• _EXERCISE DIRECTIONS_: Read through the listing below and return only the lines containing "join".

• _RECORDS FOR PROCESSING_:
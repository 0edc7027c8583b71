//! Scenario presets.

use std::path::Path;

use ctxvault_types::BackendKind;

use crate::paths::{DOCUMENT_FILE_NAME, RELATIONAL_FILE_NAME};
use crate::types::{DatabaseConfig, DocumentConfig, HybridConfig, RelationalConfig};

/// Soft capacity of the solo-development document store.
pub const SOLO_DEV_MAX_ENTRIES: usize = 1_000;

impl DatabaseConfig {
    /// Small document store for a single developer.
    pub fn solo_dev(data_dir: &Path) -> Self {
        DatabaseConfig::document(
            DocumentConfig::new(data_dir.join(DOCUMENT_FILE_NAME))
                .with_max_entries(SOLO_DEV_MAX_ENTRIES),
        )
    }

    /// Native relational store.
    pub fn production(data_dir: &Path) -> Self {
        DatabaseConfig::relational(RelationalConfig::new(data_dir.join(RELATIONAL_FILE_NAME)))
    }

    /// Relational primary mirrored into a shareable document file.
    pub fn team(data_dir: &Path) -> Self {
        DatabaseConfig::hybrid(
            DocumentConfig::new(data_dir.join(DOCUMENT_FILE_NAME)),
            RelationalConfig::new(data_dir.join(RELATIONAL_FILE_NAME)),
            HybridConfig {
                primary: BackendKind::Relational,
                secondary: BackendKind::Document,
                mirror_writes: true,
            },
        )
    }
}
//! Atomic file replacement.
//!
//! The canonical path is never written in place: data goes to a `.tmp`
//! sibling, is synced, and is renamed over the target.

use std::ffi::OsString;
use std::path::{Path, PathBuf};

use tokio::fs;
use tokio::io::AsyncWriteExt;

use crate::error::Result;

/// The transient sibling used while committing `path`.
pub fn temp_sibling(path: &Path) -> PathBuf {
    sibling_with_suffix(path, ".tmp")
}

/// `path` with `suffix` appended to its file name.
pub fn sibling_with_suffix(path: &Path, suffix: &str) -> PathBuf {
    let mut name: OsString = path
        .file_name()
        .map(OsString::from)
        .unwrap_or_else(|| OsString::from("data"));
    name.push(suffix);
    path.with_file_name(name)
}

/// Write `data` to `path` atomically.
pub async fn atomic_write(path: &Path, data: &[u8]) -> Result<()> {
    let temp = temp_sibling(path);
    let mut file = fs::File::create(&temp).await?;
    file.write_all(data).await?;
    file.sync_all().await?;
    drop(file);
    fs::rename(&temp, path).await?;
    Ok(())
}

/// Create the parent directory of `path` if it is missing.
pub async fn ensure_parent_dir(path: &Path) -> Result<()> {
    if let Some(parent) = path.parent() {
        if !parent.as_os_str().is_empty() {
            fs::create_dir_all(parent).await?;
        }
    }
    Ok(())
}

• _YOUR RESPONSE_:
            DocumentConfig::new(data_dir.join(DOCUMENT_FILE_NAME))
        DatabaseConfig::relational(RelationalConfig::new(data_dir.join(RELATIONAL_FILE_NAME)))
            DocumentConfig::new(data_dir.join(DOCUMENT_FILE_NAME)),
            RelationalConfig::new(data_dir.join(RELATIONAL_FILE_NAME)),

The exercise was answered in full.